Although many advances have been made in the management of neuroblastoma, the prognosis of patients with advanced neuroblastoma remains poor, and constant efforts are being made to search for newer effective drugs. CPT‐11 is a newly developed derivative of camptothecin and shows a unique anti‐tumor activity by inhibiting DNA topoisomerase I. In this study the effects of CPT‐11 on a human neuroblastoma xenograft, TNB9, were investigated according to the standard Battelle Columbus Laboratories protocol. TNB9 is one of the most malignant strains of neuroblastoma, showing a homogeneously staining resion (HSR) on chromosome 20 and 80‐fold amplification of the N‐myc gene. This study disclosed that CPT‐11 was highly effective against TNB9. Maximum inhibition rate (IR) was 72.5% at a standard dose and 52.8% even at half the dose.

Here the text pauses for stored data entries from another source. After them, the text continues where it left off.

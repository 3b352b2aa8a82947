//! Calendar-day and minute arithmetic shared by the resolvers.
//!
//! All timestamps are naive local times as stored by the data source.
//! A "calendar day" is the half-open range `[00:00, next day 00:00)`.

use chrono::{Duration, NaiveDate, NaiveDateTime, NaiveTime};

/// Start and exclusive end of the calendar day containing `date`.
pub fn day_bounds(date: NaiveDate) -> (NaiveDateTime, NaiveDateTime) {
    let start = date.and_time(NaiveTime::MIN);
    (start, start + Duration::days(1))
}

/// Round a duration to the nearest whole minute.
///
/// Halves round up, so 90 seconds is 2 minutes and -90 seconds is
/// -1 minute.
pub fn whole_minutes(delta: Duration) -> i64 {
    (delta.num_milliseconds() as f64 / 60_000.0 + 0.5).floor() as i64
}

/// Minutes from `from` to `to`, rounded to the nearest minute.
pub fn minutes_between(from: NaiveDateTime, to: NaiveDateTime) -> i64 {
    whole_minutes(to - from)
}
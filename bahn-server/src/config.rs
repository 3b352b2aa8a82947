//! Environment-driven configuration.

use std::net::{IpAddr, Ipv4Addr, SocketAddr};
use std::str::FromStr;
use std::time::Duration;

use chrono::{NaiveDate, NaiveDateTime, NaiveTime};

use crate::cache::CacheConfig;
use crate::services::ObservationWindow;
use crate::snapshot::BuildSettings;
use crate::store::MySqlStoreConfig;

/// Configuration errors.
#[derive(Debug, thiserror::Error)]
pub enum ConfigError {
    #[error("{0} is not set")]
    Missing(&'static str),

    #[error("{var} is invalid: {reason}")]
    Invalid { var: &'static str, reason: String },
}

/// Everything the binary needs to start.
#[derive(Debug, Clone)]
pub struct AppConfig {
    pub database: MySqlStoreConfig,
    pub bind: SocketAddr,
    pub build: BuildSettings,
    pub cache: CacheConfig,
}

const DEFAULT_PORT: u16 = 3000;
const DEFAULT_MAX_CONNECTIONS: u32 = 10;
const DEFAULT_CACHE_TTL_SECS: u64 = 300;
const DEFAULT_CACHE_CAPACITY: u64 = 1000;

impl AppConfig {
    /// Read configuration from the process environment.
    ///
    /// Call `dotenvy::dotenv()` first to pick up a `.env` file.
    pub fn from_env() -> Result<Self, ConfigError> {
        Self::from_lookup(|key| std::env::var(key).ok())
    }

    /// Read configuration through `lookup`, which returns `None` for
    /// unset variables.
    pub fn from_lookup<F>(lookup: F) -> Result<Self, ConfigError>
    where
        F: Fn(&str) -> Option<String>,
    {
        let url = lookup("DATABASE_URL").ok_or(ConfigError::Missing("DATABASE_URL"))?;
        let max_connections = parsed(&lookup, "DATABASE_MAX_CONNECTIONS")?
            .unwrap_or(DEFAULT_MAX_CONNECTIONS);

        let host: IpAddr =
            parsed(&lookup, "BIND_ADDR")?.unwrap_or(IpAddr::V4(Ipv4Addr::LOCALHOST));
        let port: u16 = parsed(&lookup, "PORT")?.unwrap_or(DEFAULT_PORT);

        let start = match lookup("OBSERVATION_WINDOW_START") {
            Some(v) => window_bound("OBSERVATION_WINDOW_START", &v, NaiveTime::MIN)?,
            None => default_window_start(),
        };
        let end = match lookup("OBSERVATION_WINDOW_END") {
            Some(v) => window_bound("OBSERVATION_WINDOW_END", &v, end_of_day())?,
            None => default_window_end(),
        };
        let window = ObservationWindow::new(start, end).map_err(|e| ConfigError::Invalid {
            var: "OBSERVATION_WINDOW_END",
            reason: e.to_string(),
        })?;

        let build_connections = match lookup("BUILD_CONNECTIONS") {
            Some(v) => flag("BUILD_CONNECTIONS", &v)?,
            None => true,
        };
        let rebuild_every = parsed::<u64, _>(&lookup, "CONNECTION_REBUILD_HOURS")?
            .filter(|hours| *hours > 0)
            .map(|hours| Duration::from_secs(hours * 60 * 60));

        let cache = CacheConfig {
            ttl: Duration::from_secs(
                parsed(&lookup, "RESPONSE_CACHE_TTL_SECS")?.unwrap_or(DEFAULT_CACHE_TTL_SECS),
            ),
            max_capacity: parsed(&lookup, "RESPONSE_CACHE_CAPACITY")?
                .unwrap_or(DEFAULT_CACHE_CAPACITY),
        };

        Ok(Self {
            database: MySqlStoreConfig::new(url).with_max_connections(max_connections),
            bind: SocketAddr::new(host, port),
            build: BuildSettings {
                window,
                build_connections,
                rebuild_every,
            },
            cache,
        })
    }
}

fn parsed<T, F>(lookup: &F, var: &'static str) -> Result<Option<T>, ConfigError>
where
    T: FromStr,
    T::Err: std::fmt::Display,
    F: Fn(&str) -> Option<String>,
{
    lookup(var)
        .map(|v| {
            v.trim().parse::<T>().map_err(|e| ConfigError::Invalid {
                var,
                reason: e.to_string(),
            })
        })
        .transpose()
}

fn flag(var: &'static str, value: &str) -> Result<bool, ConfigError> {
    match value.trim().to_ascii_lowercase().as_str() {
        "1" | "true" | "yes" | "on" => Ok(true),
        "0" | "false" | "no" | "off" => Ok(false),
        other => Err(ConfigError::Invalid {
            var,
            reason: format!("expected a boolean, got {other:?}"),
        }),
    }
}

fn end_of_day() -> NaiveTime {
    NaiveTime::from_hms_opt(23, 59, 59).unwrap_or(NaiveTime::MIN)
}

/// Parse a date or datetime. A bare date gets `time_of_day`.
fn window_bound(
    var: &'static str,
    value: &str,
    time_of_day: NaiveTime,
) -> Result<NaiveDateTime, ConfigError> {
    let value = value.trim();
    if let Ok(date) = NaiveDate::parse_from_str(value, "%Y-%m-%d") {
        return Ok(date.and_time(time_of_day));
    }
    NaiveDateTime::parse_from_str(value, "%Y-%m-%dT%H:%M:%S")
        .or_else(|_| NaiveDateTime::parse_from_str(value, "%Y-%m-%d %H:%M:%S"))
        .map_err(|e| ConfigError::Invalid {
            var,
            reason: e.to_string(),
        })
}

fn default_window_start() -> NaiveDateTime {
    NaiveDate::from_ymd_opt(2024, 1, 1)
        .unwrap_or_default()
        .and_time(NaiveTime::MIN)
}

fn default_window_end() -> NaiveDateTime {
    NaiveDate::from_ymd_opt(2024, 1, 31)
        .unwrap_or_default()
        .and_time(end_of_day())
}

No nude mouse used in this study lost weight after an administration of CPT‐11. Plasma pharmacokinetics of CPT‐11 administered in this experimental model were compared to that in clinical patients. Our data suggested that CPT‐11 might be a promising new drug in the treatment of high‐risk neuroblastoma patients and encouraged us to employ CPT‐11 in the protocol of the Study Group of Japan.